::: PROVIDED RECORDS
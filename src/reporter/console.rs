//! Console reporter with colored output

use crate::analyzer::{BatchSummary, LeadThresholds};
use crate::AnalysisResult;
use colored::{ColoredString, Colorize};
use std::path::Path;

const RULE_WIDTH: usize = 50;

/// Reporter for terminal output
pub struct ConsoleReporter {
    /// Whether to use colors
    use_colors: bool,
    /// Whether to list issues under each record
    verbose: bool,
    thresholds: LeadThresholds,
}

impl ConsoleReporter {
    pub fn new() -> Self {
        Self {
            use_colors: true,
            verbose: false,
            thresholds: LeadThresholds::default(),
        }
    }

    /// Disable colors
    pub fn without_colors(mut self) -> Self {
        self.use_colors = false;
        self
    }

    /// Enable verbose output
    pub fn verbose(mut self) -> Self {
        self.verbose = true;
        self
    }

    /// Thresholds quoted in the summary labels
    pub fn with_thresholds(mut self, thresholds: LeadThresholds) -> Self {
        self.thresholds = thresholds;
        self
    }

    /// Print one line for a record as it completes
    pub fn report_record(&self, index: usize, total: usize, result: &AnalysisResult) {
        print!("{}", self.render_record(index, total, result));
    }

    /// Print the summary block followed by the hot-lead listing
    pub fn report_summary(
        &self,
        results: &[AnalysisResult],
        summary: &BatchSummary,
        exported_to: Option<&Path>,
    ) {
        print!("{}", self.render_summary(summary, exported_to));
        print!("{}", self.render_hot_leads(results));
    }

    pub fn render_record(&self, index: usize, total: usize, result: &AnalysisResult) -> String {
        let position = format!("[{}/{}]", index + 1, total);
        let score = format!("{:>3}", result.quality_score);
        let score = if result.is_error() {
            self.paint(&score, |s| s.red())
        } else {
            self.paint(&score, |s| self.score_color(result.quality_score, s))
        };

        let label = if result.is_error() {
            self.paint("error", |s| s.red())
        } else if result.is_hot_lead {
            self.paint("HOT LEAD", |s| s.red().bold())
        } else if result.needs_redesign {
            self.paint("needs redesign", |s| s.yellow())
        } else {
            self.paint("ok", |s| s.green())
        };

        let mut out = format!(
            "{} {} {} {}",
            self.paint(&position, |s| s.dimmed()),
            score,
            result.url,
            label
        );
        if !result.business_name.is_empty() {
            out.push_str(&format!(" - {}", result.business_name));
        }
        out.push('\n');

        if self.verbose || result.is_error() {
            for issue in &result.issues {
                out.push_str(&format!("      {} {}\n", self.paint("-", |s| s.dimmed()), issue));
            }
        }
        out
    }

    pub fn render_summary(&self, summary: &BatchSummary, exported_to: Option<&Path>) -> String {
        let rule = "=".repeat(RULE_WIDTH);
        let mut out = String::new();
        out.push('\n');
        out.push_str(&rule);
        out.push('\n');
        out.push_str(&format!("{}\n", self.paint("ANALYSIS SUMMARY", |s| s.bold())));
        out.push_str(&rule);
        out.push('\n');
        out.push_str(&format!("Total websites analyzed: {}\n", summary.total));
        out.push_str(&format!("Successful analyses: {}\n", summary.successful));

        let hot = format!(
            "{} ({:.1}%)",
            summary.hot_leads, summary.hot_lead_percentage
        );
        out.push_str(&format!(
            "Hot leads (score < {}): {}\n",
            self.thresholds.hot_lead,
            if summary.hot_leads > 0 {
                self.paint(&hot, |s| s.red().bold())
            } else {
                hot
            }
        ));
        out.push_str(&format!(
            "Need redesign (score < {}): {}\n",
            self.thresholds.needs_redesign, summary.needs_redesign
        ));
        out.push_str(&format!("Average quality score: {:.1}\n", summary.average_score));

        if let Some(path) = exported_to {
            out.push_str(&format!("\nResults exported to: {}\n", path.display()));
        }
        out
    }

    /// `url - Score: N - name` for every hot lead; empty when there are none
    pub fn render_hot_leads(&self, results: &[AnalysisResult]) -> String {
        let hot: Vec<&AnalysisResult> = results.iter().filter(|r| r.is_hot_lead).collect();
        if hot.is_empty() {
            return String::new();
        }

        let mut out = format!("\n{}\n", self.paint("HOT LEADS", |s| s.red().bold()));
        for lead in hot {
            out.push_str(&format!(
                "{} - Score: {} - {}\n",
                lead.url, lead.quality_score, lead.business_name
            ));
        }
        out
    }

    fn score_color(&self, score: u8, text: &str) -> ColoredString {
        if score < self.thresholds.hot_lead {
            text.red()
        } else if score < self.thresholds.needs_redesign {
            text.yellow()
        } else {
            text.green()
        }
    }

    fn paint<F>(&self, text: &str, style: F) -> String
    where
        F: Fn(&str) -> ColoredString,
    {
        if self.use_colors {
            style(text).to_string()
        } else {
            text.to_string()
        }
    }
}

impl Default for ConsoleReporter {
    fn default() -> Self {
        Self::new()
    }
}

#[cfg(test)]
mod tests {
    use super::*;
    use crate::AnalysisStatus;
    use chrono::NaiveDateTime;

    fn at() -> NaiveDateTime {
        chrono::NaiveDate::from_ymd_opt(2026, 6, 1)
            .and_then(|d| d.and_hms_opt(8, 0, 0))
            .unwrap()
    }

    fn record(url: &str, name: &str, score: u8) -> AnalysisResult {
        AnalysisResult {
            url: url.to_string(),
            business_name: name.to_string(),
            quality_score: score,
            issues: vec!["No HTTPS".to_string()],
            needs_redesign: score < 50,
            is_hot_lead: score < 30,
            phone: String::new(),
            email: String::new(),
            status: AnalysisStatus::Analyzed,
            analysis_date: at(),
        }
    }

    #[test]
    fn summary_block_matches_layout() {
        let results = vec![
            record("https://a.test", "Alpha", 90),
            record("http://b.test", "Bravo", 20),
        ];
        let summary = BatchSummary::from_results(&results);
        let out = ConsoleReporter::new()
            .without_colors()
            .render_summary(&summary, Some(Path::new("leads.csv")));

        assert!(out.contains("ANALYSIS SUMMARY"));
        assert!(out.contains("Total websites analyzed: 2\n"));
        assert!(out.contains("Successful analyses: 2\n"));
        assert!(out.contains("Hot leads (score < 30): 1 (50.0%)\n"));
        assert!(out.contains("Need redesign (score < 50): 1\n"));
        assert!(out.contains("Average quality score: 55.0\n"));
        assert!(out.contains("Results exported to: leads.csv"));
    }

    #[test]
    fn summary_quotes_configured_thresholds() {
        let out = ConsoleReporter::new()
            .without_colors()
            .with_thresholds(LeadThresholds { needs_redesign: 60, hot_lead: 40 })
            .render_summary(&BatchSummary::default(), None);
        assert!(out.contains("Hot leads (score < 40): 0 (0.0%)"));
        assert!(out.contains("Need redesign (score < 60): 0"));
        assert!(!out.contains("exported"));
    }

    #[test]
    fn hot_leads_are_listed() {
        let results = vec![
            record("https://a.test", "Alpha", 90),
            record("http://b.test", "Bravo Roofing", 15),
        ];
        let out = ConsoleReporter::new().without_colors().render_hot_leads(&results);
        assert!(out.contains("HOT LEADS"));
        assert!(out.contains("http://b.test - Score: 15 - Bravo Roofing\n"));
        assert!(!out.contains("a.test"));
    }

    #[test]
    fn no_hot_leads_prints_nothing() {
        let out = ConsoleReporter::new()
            .without_colors()
            .render_hot_leads(&[record("https://a.test", "Alpha", 90)]);
        assert!(out.is_empty());
    }

    #[test]
    fn record_line_shows_position_score_and_label() {
        let reporter = ConsoleReporter::new().without_colors();
        let line = reporter.render_record(0, 3, &record("http://b.test", "Bravo", 15));
        assert_eq!(line, "[1/3]  15 http://b.test HOT LEAD - Bravo\n");

        let line = reporter.render_record(1, 3, &record("https://c.test", "", 45));
        assert_eq!(line, "[2/3]  45 https://c.test needs redesign\n");
    }

    #[test]
    fn error_record_lists_its_diagnostic() {
        let err = AnalysisResult::error("https://gone.test", "Site not accessible: refused", at());
        let line = ConsoleReporter::new().without_colors().render_record(0, 1, &err);
        assert!(line.starts_with("[1/1]   0 https://gone.test error\n"));
        assert!(line.contains("- Site not accessible: refused"));
    }

    #[test]
    fn verbose_lists_issues() {
        let reporter = ConsoleReporter::new().without_colors().verbose();
        let line = reporter.render_record(0, 1, &record("https://a.test", "Alpha", 80));
        assert!(line.contains("- No HTTPS"));
    }
}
::::::
• YOUR ASSIGNMENT
Whenever the string "chrono" turns up in a line of the data, copy that line.

• YOUR RESPONSE
    use chrono::NaiveDateTime;
        chrono::NaiveDate::from_ymd_opt(2026, 6, 1)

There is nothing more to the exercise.